* [Materials provided]

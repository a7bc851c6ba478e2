//! Output formatting for multiple formats
//!
//! Every command result can be rendered as JSON, YAML, or human-readable
//! text.
//!
//! # Example
//!
//! ```ignore
//! use stackplan::cli::output::{OutputFormat, OutputFormatter};
//!
//! let formatter = OutputFormatter::new(OutputFormat::Json);
//! let output = formatter.format_plan(&plan)?;
//! println!("{}", output);
//! ```

use anyhow::{Context, Result};
use serde::{Deserialize, Serialize};

use crate::detection::DetectionReport;
use crate::plan::ExecutionPlan;
use crate::providers::ProviderRegistry;

const RULE: &str = "\u{2501}\u{2501}\u{2501}\u{2501}\u{2501}\u{2501}\u{2501}\u{2501}\u{2501}\u{2501}\u{2501}\u{2501}\u{2501}\u{2501}\u{2501}\u{2501}\u{2501}\u{2501}\u{2501}\u{2501}\u{2501}\u{2501}\u{2501}\u{2501}\u{2501}\u{2501}\u{2501}\u{2501}\u{2501}\u{2501}\u{2501}\u{2501}\u{2501}\u{2501}\u{2501}\u{2501}\u{2501}\u{2501}\u{2501}\u{2501}";

#[derive(Debug, Clone, Copy, PartialEq, Eq)]
pub enum OutputFormat {
    /// JSON format (machine-readable)
    Json,
    /// YAML format (human-friendly, version-control friendly)
    Yaml,
    /// Human-readable formatted text
    Human,
}

/// Row of `stackplan providers`
#[derive(Debug, Clone, PartialEq, Eq, Serialize, Deserialize)]
pub struct ProviderInfo {
    pub name: String,
    pub language: String,
    pub priority: u32,
}

impl ProviderInfo {
    /// All providers in full-scan order
    pub fn from_registry(registry: &ProviderRegistry) -> Vec<Self> {
        registry
            .by_priority()
            .iter()
            .map(|p| Self {
                name: p.name().to_string(),
                language: p.language().to_string(),
                priority: p.priority(),
            })
            .collect()
    }
}

pub struct OutputFormatter {
    format: OutputFormat,
}

impl OutputFormatter {
    pub fn new(format: OutputFormat) -> Self {
        Self { format }
    }

    fn serialize<T: Serialize>(&self, value: &T, what: &str) -> Result<Option<String>> {
        match self.format {
            OutputFormat::Json => serde_json::to_string_pretty(value)
                .map(Some)
                .with_context(|| format!("Failed to serialize {} to JSON", what)),
            OutputFormat::Yaml => serde_yaml::to_string(value)
                .map(Some)
                .with_context(|| format!("Failed to serialize {} to YAML", what)),
            OutputFormat::Human => Ok(None),
        }
    }

    pub fn format_report(&self, report: &DetectionReport) -> Result<String> {
        match self.serialize(report, "detection report")? {
            Some(output) => Ok(output),
            None => Ok(self.format_report_human(report)),
        }
    }

    pub fn format_plan(&self, plan: &ExecutionPlan) -> Result<String> {
        match self.serialize(plan, "execution plan")? {
            Some(output) => Ok(output),
            None => Ok(plan.to_string()),
        }
    }

    pub fn format_providers(&self, providers: &[ProviderInfo]) -> Result<String> {
        match self.serialize(&providers, "provider list")? {
            Some(output) => Ok(output),
            None => Ok(self.format_providers_human(providers)),
        }
    }

    fn format_report_human(&self, report: &DetectionReport) -> String {
        let mut output = String::new();

        output.push_str("\u{2713} Detection Result\n");
        output.push_str(RULE);
        output.push_str("\n\n");
        output.push_str(&format!("Project: {}\n\n", report.path.display()));

        for (i, result) in report.results.iter().enumerate() {
            let confidence_pct = (result.confidence * 100.0).round() as u32;
            let filled_blocks = ((result.confidence * 10.0) as usize).min(10);
            let confidence_bar =
                "\u{2588}".repeat(filled_blocks) + &"\u{2591}".repeat(10 - filled_blocks);

            output.push_str(&format!(
                "{}. {} ({})\n",
                i + 1,
                result.language,
                result.provider.as_deref().unwrap_or("-")
            ));
            if !result.framework.is_empty() {
                output.push_str(&format!("\u{251C}\u{2500} Framework:  {}\n", result.framework));
            }
            if !result.version.is_empty() {
                output.push_str(&format!("\u{251C}\u{2500} Version:    {}\n", result.version));
            }
            if let Some(ref pm) = result.package_manager {
                output.push_str(&format!("\u{251C}\u{2500} Packages:   {}\n", pm));
            }
            if !result.evidence.files.is_empty() {
                output.push_str(&format!(
                    "\u{251C}\u{2500} Files:      {}\n",
                    result.evidence.files.join(", ")
                ));
            }
            output.push_str(&format!(
                "\u{2514}\u{2500} Confidence: {} {}%\n\n",
                confidence_bar, confidence_pct
            ));
        }

        let stats = &report.stats;
        output.push_str("Summary:\n");
        output.push_str(&format!("  Matched:    {}/{}\n", stats.matched, stats.total));
        output.push_str(&format!("  Languages:  {}\n", stats.languages.join(", ")));
        if !stats.frameworks.is_empty() {
            output.push_str(&format!("  Frameworks: {}\n", stats.frameworks.join(", ")));
        }
        output.push_str(&format!(
            "  Average confidence: {:.1}%\n",
            stats.average_confidence * 100.0
        ));

        output
    }

    fn format_providers_human(&self, providers: &[ProviderInfo]) -> String {
        let mut output = String::new();

        output.push_str("Registered Providers\n");
        output.push_str(RULE);
        output.push_str("\n\n");
        output.push_str(&format!("{:<12} {:<12} {:>8}\n", "NAME", "LANGUAGE", "PRIORITY"));
        for p in providers {
            output.push_str(&format!("{:<12} {:<12} {:>8}\n", p.name, p.language, p.priority));
        }

        output
    }
}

* [Problem details] Reproduce each entry precisely, so that nothing differs from the original.

* [Answer for this exercise]
repository a7bc851c6ba478e2
//! Output formatting for multiple formats
//!
//! Every command result can be rendered as JSON, YAML, or human-readable
//! text.
//!
//! # Example
//!
//! ```ignore
//! use stackplan::cli::output::{OutputFormat, OutputFormatter};
//!
//! let formatter = OutputFormatter::new(OutputFormat::Json);
//! let output = formatter.format_plan(&plan)?;
//! println!("{}", output);
//! ```

use anyhow::{Context, Result};
use serde::{Deserialize, Serialize};

use crate::detection::DetectionReport;
use crate::plan::ExecutionPlan;
use crate::providers::ProviderRegistry;

const RULE: &str = "\u{2501}\u{2501}\u{2501}\u{2501}\u{2501}\u{2501}\u{2501}\u{2501}\u{2501}\u{2501}\u{2501}\u{2501}\u{2501}\u{2501}\u{2501}\u{2501}\u{2501}\u{2501}\u{2501}\u{2501}\u{2501}\u{2501}\u{2501}\u{2501}\u{2501}\u{2501}\u{2501}\u{2501}\u{2501}\u{2501}\u{2501}\u{2501}\u{2501}\u{2501}\u{2501}\u{2501}\u{2501}\u{2501}\u{2501}\u{2501}";

#[derive(Debug, Clone, Copy, PartialEq, Eq)]
pub enum OutputFormat {
    /// JSON format (machine-readable)
    Json,
    /// YAML format (human-friendly, version-control friendly)
    Yaml,
    /// Human-readable formatted text
    Human,
}

/// Row of `stackplan providers`
#[derive(Debug, Clone, PartialEq, Eq, Serialize, Deserialize)]
pub struct ProviderInfo {
    pub name: String,
    pub language: String,
    pub priority: u32,
}

impl ProviderInfo {
    /// All providers in full-scan order
    pub fn from_registry(registry: &ProviderRegistry) -> Vec<Self> {
        registry
            .by_priority()
            .iter()
            .map(|p| Self {
                name: p.name().to_string(),
                language: p.language().to_string(),
                priority: p.priority(),
            })
            .collect()
    }
}

pub struct OutputFormatter {
    format: OutputFormat,
}

impl OutputFormatter {
    pub fn new(format: OutputFormat) -> Self {
        Self { format }
    }

    fn serialize<T: Serialize>(&self, value: &T, what: &str) -> Result<Option<String>> {
        match self.format {
            OutputFormat::Json => serde_json::to_string_pretty(value)
                .map(Some)
                .with_context(|| format!("Failed to serialize {} to JSON", what)),
            OutputFormat::Yaml => serde_yaml::to_string(value)
                .map(Some)
                .with_context(|| format!("Failed to serialize {} to YAML", what)),
            OutputFormat::Human => Ok(None),
        }
    }

    pub fn format_report(&self, report: &DetectionReport) -> Result<String> {
        match self.serialize(report, "detection report")? {
            Some(output) => Ok(output),
            None => Ok(self.format_report_human(report)),
        }
    }

    pub fn format_plan(&self, plan: &ExecutionPlan) -> Result<String> {
        match self.serialize(plan, "execution plan")? {
            Some(output) => Ok(output),
            None => Ok(plan.to_string()),
        }
    }

    pub fn format_providers(&self, providers: &[ProviderInfo]) -> Result<String> {
        match self.serialize(&providers, "provider list")? {
            Some(output) => Ok(output),
            None => Ok(self.format_providers_human(providers)),
        }
    }

    fn format_report_human(&self, report: &DetectionReport) -> String {
        let mut output = String::new();

        output.push_str("\u{2713} Detection Result\n");
        output.push_str(RULE);
        output.push_str("\n\n");
        output.push_str(&format!("Project: {}\n\n", report.path.display()));

        for (i, result) in report.results.iter().enumerate() {
            let confidence_pct = (result.confidence * 100.0).round() as u32;
            let filled_blocks = ((result.confidence * 10.0) as usize).min(10);
            let confidence_bar =
                "\u{2588}".repeat(filled_blocks) + &"\u{2591}".repeat(10 - filled_blocks);

            output.push_str(&format!(
                "{}. {} ({})\n",
                i + 1,
                result.language,
                result.provider.as_deref().unwrap_or("-")
            ));
            if !result.framework.is_empty() {
                output.push_str(&format!("\u{251C}\u{2500} Framework:  {}\n", result.framework));
            }
            if !result.version.is_empty() {
                output.push_str(&format!("\u{251C}\u{2500} Version:    {}\n", result.version));
            }
            if let Some(ref pm) = result.package_manager {
                output.push_str(&format!("\u{251C}\u{2500} Packages:   {}\n", pm));
            }
            if !result.evidence.files.is_empty() {
                output.push_str(&format!(
                    "\u{251C}\u{2500} Files:      {}\n",
                    result.evidence.files.join(", ")
                ));
            }
            output.push_str(&format!(
                "\u{2514}\u{2500} Confidence: {} {}%\n\n",
                confidence_bar, confidence_pct
            ));
        }

        let stats = &report.stats;
        output.push_str("Summary:\n");
        output.push_str(&format!("  Matched:    {}/{}\n", stats.matched, stats.total));
        output.push_str(&format!("  Languages:  {}\n", stats.languages.join(", ")));
        if !stats.frameworks.is_empty() {
            output.push_str(&format!("  Frameworks: {}\n", stats.frameworks.join(", ")));
        }
        output.push_str(&format!(
            "  Average confidence: {:.1}%\n",
            stats.average_confidence * 100.0
        ));

        output
    }

    fn format_providers_human(&self, providers: &[ProviderInfo]) -> String {
        let mut output = String::new();

        output.push_str("Registered Providers\n");
        output.push_str(RULE);
        output.push_str("\n\n");
        output.push_str(&format!("{:<12} {:<12} {:>8}\n", "NAME", "LANGUAGE", "PRIORITY"));
        for p in providers {
            output.push_str(&format!("{:<12} {:<12} {:>8}\n", p.name, p.language, p.priority));
        }

        output
    }
}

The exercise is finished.